§ **Your instructions**:
Within the records below, how many lines hold the string "ValidatedJson"? State that number and nothing else.

§ **Listed records**:
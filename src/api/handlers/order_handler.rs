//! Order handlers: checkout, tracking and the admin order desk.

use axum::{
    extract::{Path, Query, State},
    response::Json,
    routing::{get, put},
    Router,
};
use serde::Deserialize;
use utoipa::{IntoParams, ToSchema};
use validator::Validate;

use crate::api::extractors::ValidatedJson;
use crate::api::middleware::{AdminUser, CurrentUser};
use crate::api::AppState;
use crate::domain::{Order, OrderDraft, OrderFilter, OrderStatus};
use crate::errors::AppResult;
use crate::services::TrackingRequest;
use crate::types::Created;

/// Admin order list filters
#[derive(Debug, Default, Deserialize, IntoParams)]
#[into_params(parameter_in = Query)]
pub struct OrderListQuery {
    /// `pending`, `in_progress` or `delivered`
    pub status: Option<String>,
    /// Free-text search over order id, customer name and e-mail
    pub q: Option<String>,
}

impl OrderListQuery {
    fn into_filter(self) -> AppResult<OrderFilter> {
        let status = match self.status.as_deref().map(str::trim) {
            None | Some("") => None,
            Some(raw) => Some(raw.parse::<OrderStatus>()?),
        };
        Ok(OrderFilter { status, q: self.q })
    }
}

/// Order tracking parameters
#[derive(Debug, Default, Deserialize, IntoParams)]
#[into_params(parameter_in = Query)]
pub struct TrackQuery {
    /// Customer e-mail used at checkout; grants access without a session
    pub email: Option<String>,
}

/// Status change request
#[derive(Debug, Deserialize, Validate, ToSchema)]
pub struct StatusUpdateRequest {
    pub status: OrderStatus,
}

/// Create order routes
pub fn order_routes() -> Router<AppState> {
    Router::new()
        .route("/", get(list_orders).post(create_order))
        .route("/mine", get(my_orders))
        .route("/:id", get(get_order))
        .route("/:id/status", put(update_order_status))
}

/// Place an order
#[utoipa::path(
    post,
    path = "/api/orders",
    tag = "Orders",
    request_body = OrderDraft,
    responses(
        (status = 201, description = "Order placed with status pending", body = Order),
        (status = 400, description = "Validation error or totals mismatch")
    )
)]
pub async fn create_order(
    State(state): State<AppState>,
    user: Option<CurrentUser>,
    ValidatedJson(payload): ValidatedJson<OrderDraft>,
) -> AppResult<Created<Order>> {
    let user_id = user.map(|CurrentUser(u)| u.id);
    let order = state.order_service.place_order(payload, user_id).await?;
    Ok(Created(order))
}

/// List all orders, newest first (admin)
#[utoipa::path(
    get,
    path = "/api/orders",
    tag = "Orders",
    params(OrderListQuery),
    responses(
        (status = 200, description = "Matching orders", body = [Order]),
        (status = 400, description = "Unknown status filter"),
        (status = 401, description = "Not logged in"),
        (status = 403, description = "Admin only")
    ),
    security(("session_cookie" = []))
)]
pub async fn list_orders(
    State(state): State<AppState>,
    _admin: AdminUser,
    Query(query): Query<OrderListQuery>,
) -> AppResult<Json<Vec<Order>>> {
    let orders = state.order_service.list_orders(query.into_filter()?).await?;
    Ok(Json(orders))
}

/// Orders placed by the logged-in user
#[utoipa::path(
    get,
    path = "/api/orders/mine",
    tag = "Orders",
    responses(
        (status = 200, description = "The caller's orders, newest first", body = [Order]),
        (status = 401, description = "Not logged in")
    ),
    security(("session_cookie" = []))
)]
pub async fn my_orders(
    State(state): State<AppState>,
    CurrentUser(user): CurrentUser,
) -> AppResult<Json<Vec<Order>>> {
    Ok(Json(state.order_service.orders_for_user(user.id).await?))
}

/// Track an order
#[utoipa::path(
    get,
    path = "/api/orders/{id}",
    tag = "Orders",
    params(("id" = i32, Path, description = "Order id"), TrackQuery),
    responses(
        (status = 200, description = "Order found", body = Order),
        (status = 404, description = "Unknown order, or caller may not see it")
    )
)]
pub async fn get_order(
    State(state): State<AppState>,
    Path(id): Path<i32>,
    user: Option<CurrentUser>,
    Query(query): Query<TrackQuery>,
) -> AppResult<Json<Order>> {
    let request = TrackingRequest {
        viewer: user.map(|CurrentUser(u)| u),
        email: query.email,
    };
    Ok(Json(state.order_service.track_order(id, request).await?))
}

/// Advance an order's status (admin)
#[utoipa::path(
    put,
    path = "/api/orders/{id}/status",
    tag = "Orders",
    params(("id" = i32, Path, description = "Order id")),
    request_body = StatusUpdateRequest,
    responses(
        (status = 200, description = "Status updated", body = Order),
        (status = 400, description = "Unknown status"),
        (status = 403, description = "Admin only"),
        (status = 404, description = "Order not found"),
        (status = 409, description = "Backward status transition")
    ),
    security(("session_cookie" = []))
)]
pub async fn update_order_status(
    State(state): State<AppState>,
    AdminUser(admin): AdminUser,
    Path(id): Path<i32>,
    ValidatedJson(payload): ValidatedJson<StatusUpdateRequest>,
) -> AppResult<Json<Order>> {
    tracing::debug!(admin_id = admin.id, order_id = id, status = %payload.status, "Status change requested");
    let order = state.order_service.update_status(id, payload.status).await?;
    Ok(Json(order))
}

§ **Problem solution**:
3